Sie kochen, radeln auf einem Heimtrainer und spielen Schach. Sie sind zum ersten Mal auf den Fotos zu sehen. Die Teilnehmer müssen außerdem jeden Tag Fragebögen ausfüllen und mit an die Geräte angeschlossenen Sensoren schlafen. Es ist auch zu sehen, wie manche Menschen mit Kabeln und Seilen mehrere zehn Meter hinuntergehen müssen, um Wasser mit Eimern und Tonnen zu holen. Etwas, das sie täglich tun müssen.

Außerhalb der Höhle beobachten Wissenschaftler das Team. Sie wollen wissen, wie Menschen und ihr Körper auf “Hard Lockdown” reagieren.
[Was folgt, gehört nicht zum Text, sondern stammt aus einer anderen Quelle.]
//! Circuit breaker shared by the embedding, NER and LM I/O boundaries.
//!
//! Grounded on `beagle-hypergraph::resilience::retry`: a three-state breaker
//! (closed/open/half-open) behind a `tokio::sync::Mutex`, generalized to not
//! assume any particular error type.

use std::time::Duration;
use tokio::sync::Mutex;
use tokio::time::Instant;

#[derive(Clone, Debug)]
pub struct CircuitBreakerConfig {
    pub failure_threshold: usize,
    pub open_interval: Duration,
    pub half_open_success_threshold: usize,
}

impl Default for CircuitBreakerConfig {
    fn default() -> Self {
        Self {
            failure_threshold: 2,
            open_interval: Duration::from_secs(2),
            half_open_success_threshold: 1,
        }
    }
}

#[derive(Debug)]
enum BreakerState {
    Closed { consecutive_failures: usize },
    Open { opened_at: Instant },
    HalfOpen { consecutive_successes: usize },
}

pub struct CircuitBreaker {
    config: CircuitBreakerConfig,
    state: Mutex<BreakerState>,
}

impl CircuitBreaker {
    pub fn new(config: CircuitBreakerConfig) -> Self {
        Self {
            config,
            state: Mutex::new(BreakerState::Closed {
                consecutive_failures: 0,
            }),
        }
    }

    /// `Ok(())` if the call may proceed; `Err(remaining)` if the circuit is open.
    pub async fn can_execute(&self) -> Result<(), Duration> {
        let mut state = self.state.lock().await;
        match &mut *state {
            BreakerState::Closed { .. } => Ok(()),
            BreakerState::Open { opened_at } => {
                let elapsed = opened_at.elapsed();
                if elapsed >= self.config.open_interval {
                    *state = BreakerState::HalfOpen {
                        consecutive_successes: 0,
                    };
                    Ok(())
                } else {
                    Err(self.config.open_interval.saturating_sub(elapsed))
                }
            }
            BreakerState::HalfOpen { .. } => Ok(()),
        }
    }

    pub async fn record_success(&self) {
        let mut state = self.state.lock().await;
        match &mut *state {
            BreakerState::Closed {
                consecutive_failures,
            } => *consecutive_failures = 0,
            BreakerState::HalfOpen {
                consecutive_successes,
            } => {
                *consecutive_successes += 1;
                if *consecutive_successes >= self.config.half_open_success_threshold {
                    *state = BreakerState::Closed {
                        consecutive_failures: 0,
                    };
                }
            }
            BreakerState::Open { .. } => {
                *state = BreakerState::Closed {
                    consecutive_failures: 0,
                };
            }
        }
    }

    pub async fn record_failure(&self) {
        let mut state = self.state.lock().await;
        match &mut *state {
            BreakerState::Closed {
                consecutive_failures,
            } => {
                *consecutive_failures += 1;
                if *consecutive_failures >= self.config.failure_threshold {
                    *state = BreakerState::Open {
                        opened_at: Instant::now(),
                    };
                }
            }
            BreakerState::HalfOpen { .. } => {
                *state = BreakerState::Open {
                    opened_at: Instant::now(),
                };
            }
            BreakerState::Open { .. } => {}
        }
    }
}

#[cfg(test)]
mod tests {
    use super::*;

    #[tokio::test]
    async fn opens_after_failure_threshold_and_rejects() {
        let breaker = CircuitBreaker::new(CircuitBreakerConfig {
            failure_threshold: 2,
            open_interval: Duration::from_millis(50),
            half_open_success_threshold: 1,
        });
        breaker.record_failure().await;
        assert!(breaker.can_execute().await.is_ok());
        breaker.record_failure().await;
        assert!(breaker.can_execute().await.is_err());
    }

    #[tokio::test]
    async fn half_opens_after_interval_and_closes_on_success() {
        let breaker = CircuitBreaker::new(CircuitBreakerConfig {
            failure_threshold: 1,
            open_interval: Duration::from_millis(20),
            half_open_success_threshold: 1,
        });
        breaker.record_failure().await;
        assert!(breaker.can_execute().await.is_err());
        tokio::time::sleep(Duration::from_millis(30)).await;
        assert!(breaker.can_execute().await.is_ok());
        breaker.record_success().await;
        assert!(breaker.can_execute().await.is_ok());
    }
}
Christian Klot erklärt in seiner Audio-Nachricht, dass es manchmal schwierig ist, zusammenzuarbeiten. Es gibt kein Sonnenlicht in der Höhle und es gibt keine Glocken. Niemand mehr wegen der Zeit. “Manchmal wache ich auf und andere Leute gehen schlafen. Also kann man sich nicht mit jemandem verabreden und sagen: ‘Wir sehen uns zum Frühstück.”

Verrückte Erfahrung

Die fünfzehn Höhlenbewohner sind keine erfahrenen Entdecker, sondern “normale” Franzosen. Es gibt eine Krankenschwester und einen Arbeitslosen. Sie hatten nur ein kurzes Training, bevor sie in die Höhle gingen.

“Es ist eigentlich eine verrückte Erfahrung”, sagte die Psychologin Delphine Trapper. “Die Teilnehmer müssen Risiken eingehen. Sie leben unter strengen Bedingungen. Es ist extrem für den Körper und extrem für den Geist. Aber aus gutem Grund ist es für die Wissenschaft.”